* Requirement *
Filtering the records below, copy only those lines that include the word "taken".

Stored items
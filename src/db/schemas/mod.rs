//! Database schemas for Lectern
//!
//! Defines MongoDB document structures for users, API keys, content and tags.

mod api_key;
mod content;
mod metadata;
mod tag;
mod user;

pub use api_key::{ApiKeyDoc, API_KEY_COLLECTION};
pub use content::{ContentDoc, ContentStatus, CONTENT_COLLECTION};
pub use metadata::Metadata;
pub use tag::{slugify, TagDoc, TAG_COLLECTION};
pub use user::{UserDoc, USER_COLLECTION};
//! Persistence boundary
//!
//! Routes and the auth gate talk to storage only through these traits.
//! Lookups return `Ok(None)` for "not found"; `Err` is reserved for a
//! store that could not answer, or for a unique-key collision on write.
//! Adapters translate their own error encodings into [`StoreError`].

mod memory;
mod mongo;

pub use memory::MemoryStore;
pub use mongo::MongoStore;

use async_trait::async_trait;

use crate::auth::{Principal, Role};
use crate::db::schemas::{ApiKeyDoc, ContentDoc, TagDoc, UserDoc};

/// Failure talking to the store
#[derive(Debug, Clone, PartialEq, Eq, thiserror::Error)]
pub enum StoreError {
    /// A unique field already holds this value
    #[error("duplicate {0}")]
    Duplicate(String),

    /// The store is unreachable or returned an unexpected failure
    #[error("store unavailable: {0}")]
    Unavailable(String),
}

/// API key joined with its owner, as needed by the auth gate
#[derive(Debug, Clone, PartialEq, Eq)]
pub struct ApiKeyOwner {
    pub key_id: String,
    pub name: String,
    pub owner: Principal,
}

/// Filters for listing published content
#[derive(Debug, Clone, Default)]
pub struct ContentQuery {
    /// Only content carrying this tag slug
    pub tag: Option<String>,
    /// Full-text search terms
    pub text: Option<String>,
    pub limit: u32,
    pub offset: u32,
}

/// Lookups the auth gate performs on every authenticated request
#[async_trait]
pub trait CredentialStore: Send + Sync {
    async fn find_user_by_id(&self, id: &str) -> Result<Option<Principal>, StoreError>;

    async fn find_api_key_by_hash(&self, digest: &str) -> Result<Option<ApiKeyOwner>, StoreError>;

    /// Record `last_used_at = now`. Idempotent, last write wins.
    async fn touch_api_key_last_used(&self, key_id: &str) -> Result<(), StoreError>;
}

/// Account storage
#[async_trait]
pub trait UserStore: Send + Sync {
    async fn count_users(&self) -> Result<u64, StoreError>;

    /// Insert and return the stored account with its id.
    /// Fails with `Duplicate` on a taken username or email.
    async fn create_user(&self, user: UserDoc) -> Result<UserDoc, StoreError>;

    async fn get_user(&self, id: &str) -> Result<Option<UserDoc>, StoreError>;

    /// Look up by username or email
    async fn find_user_by_identifier(&self, identifier: &str)
        -> Result<Option<UserDoc>, StoreError>;

    async fn list_users(&self) -> Result<Vec<UserDoc>, StoreError>;

    async fn set_user_role(&self, id: &str, role: Role) -> Result<Option<UserDoc>, StoreError>;
}

/// API key lifecycle storage
#[async_trait]
pub trait ApiKeyStore: Send + Sync {
    /// Fails with `Duplicate` if the digest is already stored
    async fn insert_api_key(&self, key: ApiKeyDoc) -> Result<ApiKeyDoc, StoreError>;

    async fn list_api_keys(&self, owner_id: &str) -> Result<Vec<ApiKeyDoc>, StoreError>;

    /// Delete only if both id and owner match. `Ok(false)` when nothing matched.
    async fn delete_api_key(&self, key_id: &str, owner_id: &str) -> Result<bool, StoreError>;
}

/// Content and tag storage
#[async_trait]
pub trait ContentStore: Send + Sync {
    /// Fails with `Duplicate` on a taken slug
    async fn insert_content(&self, content: ContentDoc) -> Result<ContentDoc, StoreError>;

    async fn get_content(&self, id: &str) -> Result<Option<ContentDoc>, StoreError>;

    async fn find_content_by_slug(&self, slug: &str) -> Result<Option<ContentDoc>, StoreError>;

    /// Replace by id. `Ok(false)` when the id is unknown.
    async fn replace_content(&self, content: ContentDoc) -> Result<bool, StoreError>;

    async fn delete_content(&self, id: &str) -> Result<bool, StoreError>;

    /// Published content, newest first
    async fn list_published(&self, query: &ContentQuery) -> Result<Vec<ContentDoc>, StoreError>;

    /// Create any tags whose slug is not yet known; existing tags keep their name
    async fn upsert_tags(&self, tags: &[TagDoc]) -> Result<(), StoreError>;

    /// All tags sorted by name
    async fn list_tags(&self) -> Result<Vec<TagDoc>, StoreError>;
}

/// Everything the HTTP layer needs from a backend
pub trait Store: CredentialStore + UserStore + ApiKeyStore + ContentStore {
    /// Backend name for health reporting
    fn backend(&self) -> &'static str;
}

* Reply *
    /// Fails with `Duplicate` on a taken username or email.
    /// Fails with `Duplicate` on a taken slug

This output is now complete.